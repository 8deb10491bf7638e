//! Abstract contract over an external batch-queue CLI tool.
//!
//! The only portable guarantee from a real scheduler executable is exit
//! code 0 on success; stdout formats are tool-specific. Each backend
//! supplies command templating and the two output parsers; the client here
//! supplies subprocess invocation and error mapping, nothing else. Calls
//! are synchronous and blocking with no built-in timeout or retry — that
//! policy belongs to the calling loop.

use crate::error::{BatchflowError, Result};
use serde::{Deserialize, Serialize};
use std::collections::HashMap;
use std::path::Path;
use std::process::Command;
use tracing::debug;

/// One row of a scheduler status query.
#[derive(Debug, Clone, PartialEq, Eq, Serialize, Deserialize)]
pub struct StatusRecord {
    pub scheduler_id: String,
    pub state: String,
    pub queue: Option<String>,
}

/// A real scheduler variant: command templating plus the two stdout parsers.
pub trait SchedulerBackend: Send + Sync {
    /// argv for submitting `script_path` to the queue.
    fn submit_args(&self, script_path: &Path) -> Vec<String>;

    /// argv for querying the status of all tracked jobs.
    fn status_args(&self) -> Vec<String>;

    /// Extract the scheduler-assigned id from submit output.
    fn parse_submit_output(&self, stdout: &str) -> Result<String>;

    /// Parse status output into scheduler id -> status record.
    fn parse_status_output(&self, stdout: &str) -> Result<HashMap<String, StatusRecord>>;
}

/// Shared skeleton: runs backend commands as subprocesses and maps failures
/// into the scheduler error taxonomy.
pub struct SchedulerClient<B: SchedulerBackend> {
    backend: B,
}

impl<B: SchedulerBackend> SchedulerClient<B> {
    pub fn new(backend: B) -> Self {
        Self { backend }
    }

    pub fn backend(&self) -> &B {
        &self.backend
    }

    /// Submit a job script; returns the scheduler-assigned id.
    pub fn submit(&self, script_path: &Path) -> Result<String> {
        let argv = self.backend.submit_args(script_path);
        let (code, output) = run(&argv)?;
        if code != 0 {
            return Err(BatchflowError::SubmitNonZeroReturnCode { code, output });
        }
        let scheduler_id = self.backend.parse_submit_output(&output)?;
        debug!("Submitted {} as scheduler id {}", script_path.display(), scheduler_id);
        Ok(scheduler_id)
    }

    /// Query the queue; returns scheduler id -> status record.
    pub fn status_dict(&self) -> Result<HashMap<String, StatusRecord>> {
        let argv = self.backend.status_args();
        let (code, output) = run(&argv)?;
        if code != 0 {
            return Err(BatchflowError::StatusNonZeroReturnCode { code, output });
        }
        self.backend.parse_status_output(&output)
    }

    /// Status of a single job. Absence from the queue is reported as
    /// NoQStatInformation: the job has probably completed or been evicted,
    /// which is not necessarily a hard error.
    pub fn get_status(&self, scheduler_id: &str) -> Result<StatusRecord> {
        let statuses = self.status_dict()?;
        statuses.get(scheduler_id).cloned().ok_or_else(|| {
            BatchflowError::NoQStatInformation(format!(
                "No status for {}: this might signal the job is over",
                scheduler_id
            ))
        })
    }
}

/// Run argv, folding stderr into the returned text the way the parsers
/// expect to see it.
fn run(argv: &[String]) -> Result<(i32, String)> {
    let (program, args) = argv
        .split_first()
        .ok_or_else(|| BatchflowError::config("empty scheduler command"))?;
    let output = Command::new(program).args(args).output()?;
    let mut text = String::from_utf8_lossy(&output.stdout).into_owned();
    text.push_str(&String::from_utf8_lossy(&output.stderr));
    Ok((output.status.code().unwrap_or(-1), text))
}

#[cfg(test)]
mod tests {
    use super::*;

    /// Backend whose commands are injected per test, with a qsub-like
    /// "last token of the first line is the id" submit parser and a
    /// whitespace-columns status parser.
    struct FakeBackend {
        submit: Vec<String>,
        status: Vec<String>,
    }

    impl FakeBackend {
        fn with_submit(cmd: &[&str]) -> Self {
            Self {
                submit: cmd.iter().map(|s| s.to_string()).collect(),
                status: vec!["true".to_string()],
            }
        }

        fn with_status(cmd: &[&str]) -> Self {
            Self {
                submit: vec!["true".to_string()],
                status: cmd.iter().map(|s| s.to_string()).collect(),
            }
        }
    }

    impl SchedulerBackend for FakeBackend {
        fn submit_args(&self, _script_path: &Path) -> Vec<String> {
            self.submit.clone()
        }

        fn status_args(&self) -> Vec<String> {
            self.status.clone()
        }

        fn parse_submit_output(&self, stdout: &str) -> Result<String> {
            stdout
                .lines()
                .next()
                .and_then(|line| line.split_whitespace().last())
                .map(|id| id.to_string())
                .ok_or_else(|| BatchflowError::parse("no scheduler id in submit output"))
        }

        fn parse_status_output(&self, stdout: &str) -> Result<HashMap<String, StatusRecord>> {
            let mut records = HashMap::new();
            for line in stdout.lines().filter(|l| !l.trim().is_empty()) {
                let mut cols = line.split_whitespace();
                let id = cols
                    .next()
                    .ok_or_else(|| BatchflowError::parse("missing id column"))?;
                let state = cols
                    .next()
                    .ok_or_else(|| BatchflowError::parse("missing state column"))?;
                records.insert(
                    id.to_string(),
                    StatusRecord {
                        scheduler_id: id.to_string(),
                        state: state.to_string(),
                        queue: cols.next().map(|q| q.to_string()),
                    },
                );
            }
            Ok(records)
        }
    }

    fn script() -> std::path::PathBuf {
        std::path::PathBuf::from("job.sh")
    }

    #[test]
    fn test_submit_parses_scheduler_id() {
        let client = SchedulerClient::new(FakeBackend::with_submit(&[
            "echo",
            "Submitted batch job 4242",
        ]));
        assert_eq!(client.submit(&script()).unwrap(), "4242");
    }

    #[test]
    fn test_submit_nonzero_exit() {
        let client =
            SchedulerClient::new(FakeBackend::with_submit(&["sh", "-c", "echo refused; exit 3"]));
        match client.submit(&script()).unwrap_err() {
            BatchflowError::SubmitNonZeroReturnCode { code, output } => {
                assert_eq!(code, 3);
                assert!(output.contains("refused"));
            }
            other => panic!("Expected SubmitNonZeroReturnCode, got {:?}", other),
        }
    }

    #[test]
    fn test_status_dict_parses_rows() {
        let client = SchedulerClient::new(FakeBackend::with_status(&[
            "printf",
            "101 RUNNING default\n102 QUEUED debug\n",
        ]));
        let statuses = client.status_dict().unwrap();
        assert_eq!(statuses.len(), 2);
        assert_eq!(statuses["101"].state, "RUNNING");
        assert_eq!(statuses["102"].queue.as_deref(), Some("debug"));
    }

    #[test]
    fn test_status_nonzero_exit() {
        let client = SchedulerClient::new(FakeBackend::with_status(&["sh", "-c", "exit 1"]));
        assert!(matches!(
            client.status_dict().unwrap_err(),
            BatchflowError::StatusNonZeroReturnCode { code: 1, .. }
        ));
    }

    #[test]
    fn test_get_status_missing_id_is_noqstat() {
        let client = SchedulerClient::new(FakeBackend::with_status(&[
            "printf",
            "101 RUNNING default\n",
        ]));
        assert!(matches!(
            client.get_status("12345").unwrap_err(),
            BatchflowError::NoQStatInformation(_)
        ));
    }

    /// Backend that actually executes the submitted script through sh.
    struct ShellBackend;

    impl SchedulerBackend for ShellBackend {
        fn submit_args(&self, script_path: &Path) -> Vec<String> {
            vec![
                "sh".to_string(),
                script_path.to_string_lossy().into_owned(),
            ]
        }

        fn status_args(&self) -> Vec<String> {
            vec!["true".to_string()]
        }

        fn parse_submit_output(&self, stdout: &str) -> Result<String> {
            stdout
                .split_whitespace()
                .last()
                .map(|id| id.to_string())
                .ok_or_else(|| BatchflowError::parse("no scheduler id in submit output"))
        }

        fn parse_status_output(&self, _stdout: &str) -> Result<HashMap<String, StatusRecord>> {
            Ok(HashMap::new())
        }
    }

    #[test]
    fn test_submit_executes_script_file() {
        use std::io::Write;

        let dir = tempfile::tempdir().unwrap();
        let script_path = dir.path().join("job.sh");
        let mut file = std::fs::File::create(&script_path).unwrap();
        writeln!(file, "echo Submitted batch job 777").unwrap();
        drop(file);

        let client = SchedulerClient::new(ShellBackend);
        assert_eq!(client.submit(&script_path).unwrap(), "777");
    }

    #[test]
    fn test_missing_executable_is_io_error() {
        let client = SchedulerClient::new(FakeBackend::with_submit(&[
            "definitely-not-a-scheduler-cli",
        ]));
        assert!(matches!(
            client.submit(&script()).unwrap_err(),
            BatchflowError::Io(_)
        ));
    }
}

**Assignment**
Write out each line above containing "assigned".

**Result**
    /// Extract the scheduler-assigned id from submit output.
    /// Submit a job script; returns the scheduler-assigned id.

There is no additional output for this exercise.